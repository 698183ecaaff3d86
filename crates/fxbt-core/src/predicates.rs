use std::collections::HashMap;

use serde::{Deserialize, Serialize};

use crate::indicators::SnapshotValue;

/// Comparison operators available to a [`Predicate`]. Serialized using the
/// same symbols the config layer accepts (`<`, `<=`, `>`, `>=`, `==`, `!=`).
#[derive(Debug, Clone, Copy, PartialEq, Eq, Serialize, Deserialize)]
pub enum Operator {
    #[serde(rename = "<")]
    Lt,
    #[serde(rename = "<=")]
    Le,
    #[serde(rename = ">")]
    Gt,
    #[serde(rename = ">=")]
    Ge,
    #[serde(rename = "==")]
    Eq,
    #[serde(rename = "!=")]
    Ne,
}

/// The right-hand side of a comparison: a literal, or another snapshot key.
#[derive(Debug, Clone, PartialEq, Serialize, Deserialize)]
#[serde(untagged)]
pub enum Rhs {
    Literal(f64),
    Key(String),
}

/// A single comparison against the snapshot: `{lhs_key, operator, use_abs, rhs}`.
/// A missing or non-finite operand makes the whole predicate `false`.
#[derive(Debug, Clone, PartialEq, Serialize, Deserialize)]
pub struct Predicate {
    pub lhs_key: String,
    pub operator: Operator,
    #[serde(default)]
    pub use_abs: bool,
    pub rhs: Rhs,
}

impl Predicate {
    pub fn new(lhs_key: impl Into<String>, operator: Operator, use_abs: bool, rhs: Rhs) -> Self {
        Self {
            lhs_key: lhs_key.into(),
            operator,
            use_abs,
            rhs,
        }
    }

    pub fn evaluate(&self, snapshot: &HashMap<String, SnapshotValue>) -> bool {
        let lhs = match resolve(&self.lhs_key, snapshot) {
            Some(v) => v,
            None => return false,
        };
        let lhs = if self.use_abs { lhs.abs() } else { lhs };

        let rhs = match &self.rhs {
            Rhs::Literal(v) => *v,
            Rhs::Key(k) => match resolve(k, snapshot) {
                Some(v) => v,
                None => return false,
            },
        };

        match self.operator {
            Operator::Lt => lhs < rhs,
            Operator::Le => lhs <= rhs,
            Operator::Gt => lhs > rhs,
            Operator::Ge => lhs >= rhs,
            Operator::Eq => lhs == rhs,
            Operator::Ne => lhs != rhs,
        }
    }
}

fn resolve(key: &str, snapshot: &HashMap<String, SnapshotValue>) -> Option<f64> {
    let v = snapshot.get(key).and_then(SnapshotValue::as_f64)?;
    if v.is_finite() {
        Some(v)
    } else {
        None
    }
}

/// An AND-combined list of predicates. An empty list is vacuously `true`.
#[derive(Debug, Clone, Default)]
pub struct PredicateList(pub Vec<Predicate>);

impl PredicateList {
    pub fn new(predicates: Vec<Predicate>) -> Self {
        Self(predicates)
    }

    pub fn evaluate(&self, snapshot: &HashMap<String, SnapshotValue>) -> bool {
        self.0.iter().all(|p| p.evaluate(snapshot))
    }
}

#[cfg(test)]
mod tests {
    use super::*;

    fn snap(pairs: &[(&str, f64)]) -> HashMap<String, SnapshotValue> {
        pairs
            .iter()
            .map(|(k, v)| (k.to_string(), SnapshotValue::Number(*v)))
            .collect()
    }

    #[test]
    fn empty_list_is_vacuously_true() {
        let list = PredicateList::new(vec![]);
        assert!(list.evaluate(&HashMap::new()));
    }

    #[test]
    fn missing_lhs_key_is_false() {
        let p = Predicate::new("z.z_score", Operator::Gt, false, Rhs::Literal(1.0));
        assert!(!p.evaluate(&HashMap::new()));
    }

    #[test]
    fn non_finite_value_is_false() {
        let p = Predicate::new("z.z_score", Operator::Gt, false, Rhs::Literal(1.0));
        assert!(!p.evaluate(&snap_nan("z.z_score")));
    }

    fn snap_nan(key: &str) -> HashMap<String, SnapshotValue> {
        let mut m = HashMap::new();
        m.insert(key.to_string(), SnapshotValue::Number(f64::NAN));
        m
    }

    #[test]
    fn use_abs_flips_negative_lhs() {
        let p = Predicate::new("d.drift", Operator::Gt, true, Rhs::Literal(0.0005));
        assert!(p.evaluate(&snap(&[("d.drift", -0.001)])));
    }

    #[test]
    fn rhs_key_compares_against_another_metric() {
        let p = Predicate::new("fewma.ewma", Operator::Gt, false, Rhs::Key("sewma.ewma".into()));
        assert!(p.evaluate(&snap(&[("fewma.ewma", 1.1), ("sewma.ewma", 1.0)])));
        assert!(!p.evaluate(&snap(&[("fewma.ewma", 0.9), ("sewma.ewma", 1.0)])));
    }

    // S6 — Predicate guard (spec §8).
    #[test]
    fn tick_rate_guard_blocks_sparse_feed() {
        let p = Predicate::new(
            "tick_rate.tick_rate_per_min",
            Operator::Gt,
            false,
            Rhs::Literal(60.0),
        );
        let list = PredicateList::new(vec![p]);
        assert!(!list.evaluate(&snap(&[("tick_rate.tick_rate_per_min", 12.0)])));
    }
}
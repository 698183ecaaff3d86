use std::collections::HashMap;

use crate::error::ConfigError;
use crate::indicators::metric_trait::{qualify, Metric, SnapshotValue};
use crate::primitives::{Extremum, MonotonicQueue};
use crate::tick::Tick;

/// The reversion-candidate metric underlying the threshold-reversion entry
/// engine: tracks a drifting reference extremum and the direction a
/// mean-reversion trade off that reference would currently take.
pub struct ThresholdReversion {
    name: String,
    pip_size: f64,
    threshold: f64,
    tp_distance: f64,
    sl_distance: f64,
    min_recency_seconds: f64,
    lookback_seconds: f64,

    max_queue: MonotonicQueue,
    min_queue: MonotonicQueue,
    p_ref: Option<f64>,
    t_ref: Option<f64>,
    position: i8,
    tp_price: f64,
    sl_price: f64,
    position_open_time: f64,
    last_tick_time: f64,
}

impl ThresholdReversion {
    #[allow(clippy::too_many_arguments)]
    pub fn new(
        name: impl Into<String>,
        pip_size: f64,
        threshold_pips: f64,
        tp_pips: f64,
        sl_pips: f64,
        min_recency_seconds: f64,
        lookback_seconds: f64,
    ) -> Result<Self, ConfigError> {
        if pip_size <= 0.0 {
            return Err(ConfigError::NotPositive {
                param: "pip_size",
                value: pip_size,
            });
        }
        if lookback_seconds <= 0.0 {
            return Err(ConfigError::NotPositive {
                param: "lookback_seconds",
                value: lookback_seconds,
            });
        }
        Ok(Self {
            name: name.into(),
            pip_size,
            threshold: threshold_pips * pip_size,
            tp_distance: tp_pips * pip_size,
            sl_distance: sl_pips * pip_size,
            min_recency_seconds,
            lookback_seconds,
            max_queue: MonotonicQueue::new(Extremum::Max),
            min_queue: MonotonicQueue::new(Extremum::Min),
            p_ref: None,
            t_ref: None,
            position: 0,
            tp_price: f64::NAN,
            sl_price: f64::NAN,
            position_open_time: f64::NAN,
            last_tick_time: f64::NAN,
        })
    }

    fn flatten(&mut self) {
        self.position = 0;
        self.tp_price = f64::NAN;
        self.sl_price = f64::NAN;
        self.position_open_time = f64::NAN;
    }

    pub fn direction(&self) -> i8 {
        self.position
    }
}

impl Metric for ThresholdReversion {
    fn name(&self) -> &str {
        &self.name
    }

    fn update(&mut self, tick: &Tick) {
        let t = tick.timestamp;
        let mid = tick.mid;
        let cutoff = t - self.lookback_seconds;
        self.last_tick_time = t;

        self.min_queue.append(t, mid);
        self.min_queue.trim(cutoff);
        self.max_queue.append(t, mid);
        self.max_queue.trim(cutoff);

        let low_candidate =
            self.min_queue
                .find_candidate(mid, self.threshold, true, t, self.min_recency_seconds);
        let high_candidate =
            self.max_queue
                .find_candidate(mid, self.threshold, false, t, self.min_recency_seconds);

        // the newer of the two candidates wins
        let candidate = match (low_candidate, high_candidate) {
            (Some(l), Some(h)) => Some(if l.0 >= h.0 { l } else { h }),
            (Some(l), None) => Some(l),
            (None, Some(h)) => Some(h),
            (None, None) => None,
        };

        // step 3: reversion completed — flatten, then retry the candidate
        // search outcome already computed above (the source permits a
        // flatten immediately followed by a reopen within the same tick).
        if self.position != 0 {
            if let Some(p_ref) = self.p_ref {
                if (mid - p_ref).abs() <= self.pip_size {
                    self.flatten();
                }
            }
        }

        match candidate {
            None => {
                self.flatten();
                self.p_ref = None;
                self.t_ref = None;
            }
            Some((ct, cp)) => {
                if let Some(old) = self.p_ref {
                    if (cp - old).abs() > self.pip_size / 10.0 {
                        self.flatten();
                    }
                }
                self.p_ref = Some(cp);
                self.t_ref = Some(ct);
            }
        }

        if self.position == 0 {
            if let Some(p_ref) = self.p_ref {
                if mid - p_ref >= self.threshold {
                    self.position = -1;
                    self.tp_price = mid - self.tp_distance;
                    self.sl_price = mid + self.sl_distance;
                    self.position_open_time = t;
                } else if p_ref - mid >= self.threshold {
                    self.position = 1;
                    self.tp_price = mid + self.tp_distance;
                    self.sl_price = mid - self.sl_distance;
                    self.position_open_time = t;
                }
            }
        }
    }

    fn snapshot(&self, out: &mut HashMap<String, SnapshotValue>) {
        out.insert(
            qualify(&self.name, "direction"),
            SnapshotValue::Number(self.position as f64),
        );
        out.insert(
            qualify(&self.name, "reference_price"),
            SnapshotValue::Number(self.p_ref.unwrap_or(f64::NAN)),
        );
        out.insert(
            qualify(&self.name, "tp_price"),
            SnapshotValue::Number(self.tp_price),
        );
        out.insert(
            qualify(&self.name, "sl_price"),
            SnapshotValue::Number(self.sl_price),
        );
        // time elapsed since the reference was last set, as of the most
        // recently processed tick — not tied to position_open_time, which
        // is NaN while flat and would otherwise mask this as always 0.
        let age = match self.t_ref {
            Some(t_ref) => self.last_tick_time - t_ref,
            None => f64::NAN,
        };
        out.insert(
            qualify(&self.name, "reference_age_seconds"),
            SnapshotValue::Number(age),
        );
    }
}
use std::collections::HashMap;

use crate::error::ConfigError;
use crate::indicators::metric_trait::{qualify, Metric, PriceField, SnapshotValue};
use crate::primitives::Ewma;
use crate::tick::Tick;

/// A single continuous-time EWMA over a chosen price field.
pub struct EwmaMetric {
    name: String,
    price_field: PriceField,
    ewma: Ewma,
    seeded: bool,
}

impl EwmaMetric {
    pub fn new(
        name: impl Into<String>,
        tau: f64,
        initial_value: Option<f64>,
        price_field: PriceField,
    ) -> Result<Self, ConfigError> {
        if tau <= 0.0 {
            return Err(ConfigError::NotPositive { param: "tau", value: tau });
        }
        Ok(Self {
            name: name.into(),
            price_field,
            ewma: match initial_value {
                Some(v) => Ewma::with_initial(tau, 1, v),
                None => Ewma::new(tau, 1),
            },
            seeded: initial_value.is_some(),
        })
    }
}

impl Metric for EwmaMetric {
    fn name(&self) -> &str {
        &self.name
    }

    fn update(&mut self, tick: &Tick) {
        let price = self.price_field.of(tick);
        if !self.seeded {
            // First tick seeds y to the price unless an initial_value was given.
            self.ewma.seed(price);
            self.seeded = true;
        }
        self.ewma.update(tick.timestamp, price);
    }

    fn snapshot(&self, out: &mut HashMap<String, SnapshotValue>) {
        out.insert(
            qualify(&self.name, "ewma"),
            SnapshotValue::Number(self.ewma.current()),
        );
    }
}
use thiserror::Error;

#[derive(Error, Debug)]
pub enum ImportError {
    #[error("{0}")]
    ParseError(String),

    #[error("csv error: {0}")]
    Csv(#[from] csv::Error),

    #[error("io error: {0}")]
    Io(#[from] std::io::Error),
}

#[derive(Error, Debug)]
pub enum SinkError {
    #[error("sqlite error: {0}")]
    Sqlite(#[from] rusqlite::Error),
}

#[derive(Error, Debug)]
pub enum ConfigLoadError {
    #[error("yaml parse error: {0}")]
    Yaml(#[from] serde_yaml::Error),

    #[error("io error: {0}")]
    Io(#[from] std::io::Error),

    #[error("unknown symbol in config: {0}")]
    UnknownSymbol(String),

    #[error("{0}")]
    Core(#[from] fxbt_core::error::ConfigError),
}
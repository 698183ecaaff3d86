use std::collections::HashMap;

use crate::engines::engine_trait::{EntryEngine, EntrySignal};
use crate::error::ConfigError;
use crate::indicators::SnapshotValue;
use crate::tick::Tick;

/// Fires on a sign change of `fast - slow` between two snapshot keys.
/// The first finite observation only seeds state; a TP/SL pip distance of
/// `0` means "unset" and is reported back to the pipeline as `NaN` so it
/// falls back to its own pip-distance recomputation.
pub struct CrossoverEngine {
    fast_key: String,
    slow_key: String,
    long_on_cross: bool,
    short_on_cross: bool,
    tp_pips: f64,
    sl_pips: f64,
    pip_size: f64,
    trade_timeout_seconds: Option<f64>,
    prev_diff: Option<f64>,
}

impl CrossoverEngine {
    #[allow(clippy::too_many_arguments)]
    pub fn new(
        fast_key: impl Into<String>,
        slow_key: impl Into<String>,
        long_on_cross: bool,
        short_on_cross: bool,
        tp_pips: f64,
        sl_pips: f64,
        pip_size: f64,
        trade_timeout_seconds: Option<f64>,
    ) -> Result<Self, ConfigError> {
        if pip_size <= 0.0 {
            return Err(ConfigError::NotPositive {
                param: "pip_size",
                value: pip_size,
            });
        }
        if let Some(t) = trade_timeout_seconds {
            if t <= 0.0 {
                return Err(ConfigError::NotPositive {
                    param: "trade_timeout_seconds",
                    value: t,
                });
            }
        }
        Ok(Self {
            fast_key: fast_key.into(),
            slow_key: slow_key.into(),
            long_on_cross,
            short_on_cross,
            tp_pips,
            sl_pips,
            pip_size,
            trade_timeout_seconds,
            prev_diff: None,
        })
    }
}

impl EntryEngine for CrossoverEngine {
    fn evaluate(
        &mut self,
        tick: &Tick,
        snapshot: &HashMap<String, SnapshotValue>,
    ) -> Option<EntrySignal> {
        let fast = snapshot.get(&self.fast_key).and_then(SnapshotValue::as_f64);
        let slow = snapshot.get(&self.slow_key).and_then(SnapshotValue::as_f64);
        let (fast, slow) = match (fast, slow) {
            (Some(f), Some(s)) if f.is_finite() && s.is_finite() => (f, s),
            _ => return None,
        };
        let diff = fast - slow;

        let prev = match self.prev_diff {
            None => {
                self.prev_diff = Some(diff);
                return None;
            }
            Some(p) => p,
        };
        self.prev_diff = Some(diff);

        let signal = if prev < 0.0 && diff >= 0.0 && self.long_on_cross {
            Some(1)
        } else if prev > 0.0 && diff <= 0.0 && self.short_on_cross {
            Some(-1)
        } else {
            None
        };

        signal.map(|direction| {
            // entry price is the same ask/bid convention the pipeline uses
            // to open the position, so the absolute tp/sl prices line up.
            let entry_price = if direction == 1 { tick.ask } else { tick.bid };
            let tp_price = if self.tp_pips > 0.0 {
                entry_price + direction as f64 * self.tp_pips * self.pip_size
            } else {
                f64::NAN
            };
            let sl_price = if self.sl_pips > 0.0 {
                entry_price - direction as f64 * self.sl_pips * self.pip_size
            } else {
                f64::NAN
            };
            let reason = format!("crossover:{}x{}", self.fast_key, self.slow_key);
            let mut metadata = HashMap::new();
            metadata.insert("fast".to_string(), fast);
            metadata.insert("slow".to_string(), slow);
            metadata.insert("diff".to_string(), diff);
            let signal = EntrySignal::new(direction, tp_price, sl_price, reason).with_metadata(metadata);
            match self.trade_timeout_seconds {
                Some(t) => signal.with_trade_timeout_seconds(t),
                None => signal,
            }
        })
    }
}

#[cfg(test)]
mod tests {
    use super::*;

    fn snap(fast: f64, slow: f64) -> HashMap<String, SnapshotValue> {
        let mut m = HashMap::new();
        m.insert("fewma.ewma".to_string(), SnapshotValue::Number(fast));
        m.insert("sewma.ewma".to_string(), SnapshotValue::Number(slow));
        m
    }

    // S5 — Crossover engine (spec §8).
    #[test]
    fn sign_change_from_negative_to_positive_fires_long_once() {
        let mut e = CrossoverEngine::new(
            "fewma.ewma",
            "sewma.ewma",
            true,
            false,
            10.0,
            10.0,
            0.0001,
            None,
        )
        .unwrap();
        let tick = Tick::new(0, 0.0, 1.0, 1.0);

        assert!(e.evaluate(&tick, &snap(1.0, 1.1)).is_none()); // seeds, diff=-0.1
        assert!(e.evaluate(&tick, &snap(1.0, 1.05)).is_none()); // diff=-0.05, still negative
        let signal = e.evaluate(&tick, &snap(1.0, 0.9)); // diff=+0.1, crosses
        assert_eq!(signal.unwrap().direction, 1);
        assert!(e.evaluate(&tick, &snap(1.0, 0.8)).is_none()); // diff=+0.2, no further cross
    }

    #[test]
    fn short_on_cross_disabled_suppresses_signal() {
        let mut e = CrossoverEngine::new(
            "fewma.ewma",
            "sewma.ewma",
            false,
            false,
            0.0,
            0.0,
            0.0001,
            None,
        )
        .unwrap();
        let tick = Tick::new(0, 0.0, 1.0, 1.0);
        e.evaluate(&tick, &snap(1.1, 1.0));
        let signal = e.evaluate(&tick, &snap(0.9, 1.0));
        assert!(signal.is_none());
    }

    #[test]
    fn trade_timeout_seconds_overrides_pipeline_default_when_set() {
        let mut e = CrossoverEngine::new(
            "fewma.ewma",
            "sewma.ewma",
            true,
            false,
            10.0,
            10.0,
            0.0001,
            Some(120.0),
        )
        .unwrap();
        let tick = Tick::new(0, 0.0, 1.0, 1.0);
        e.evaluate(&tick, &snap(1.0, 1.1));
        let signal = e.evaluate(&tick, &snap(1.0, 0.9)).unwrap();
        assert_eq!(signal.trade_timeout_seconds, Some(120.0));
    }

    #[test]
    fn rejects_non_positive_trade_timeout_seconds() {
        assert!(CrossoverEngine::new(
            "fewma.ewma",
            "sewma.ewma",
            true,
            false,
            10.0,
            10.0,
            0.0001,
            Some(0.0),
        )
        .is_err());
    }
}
═══
= AIM OF THE TASK =
Out of the records above, pick each line that contains the string "ThresholdReversion".

= YOUR RESPONSE =
pub struct ThresholdReversion {
impl ThresholdReversion {
impl Metric for ThresholdReversion {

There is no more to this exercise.